Exercise prompt:
Using the word "counter" as the filter, copy each matching line from the records.

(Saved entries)

=== Section Start ===

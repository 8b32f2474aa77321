pub mod stage1 {
    /// Increment when a stage-1 routing request is accepted.
    pub fn request() {
        metrics::counter!("routingd_stage1_requests_total").increment(1);
    }

    /// Increment when a stage-1 request fails.
    pub fn failed(reason: &str) {
        metrics::counter!(
            "routingd_stage1_requests_failed_total",
            "reason" => reason.to_string()
        )
        .increment(1);
    }

    /// Record the wall time of a whole stage-1 computation.
    pub fn latency_seconds(duration_secs: f64) {
        metrics::histogram!("routingd_stage1_latency_seconds").record(duration_secs);
    }

    /// Increment when a symbolic late-route name resolves from the cache.
    pub fn lateroute_hit() {
        metrics::counter!("routingd_lateroute_cache_hits_total").increment(1);
    }

    /// Increment when a symbolic late-route name is no longer cached.
    pub fn lateroute_miss() {
        metrics::counter!("routingd_lateroute_cache_misses_total").increment(1);
    }
}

=== Section End ===

Result of this exercise:
        metrics::counter!("routingd_stage1_requests_total").increment(1);
        metrics::counter!(
        metrics::counter!("routingd_lateroute_cache_hits_total").increment(1);
        metrics::counter!("routingd_lateroute_cache_misses_total").increment(1);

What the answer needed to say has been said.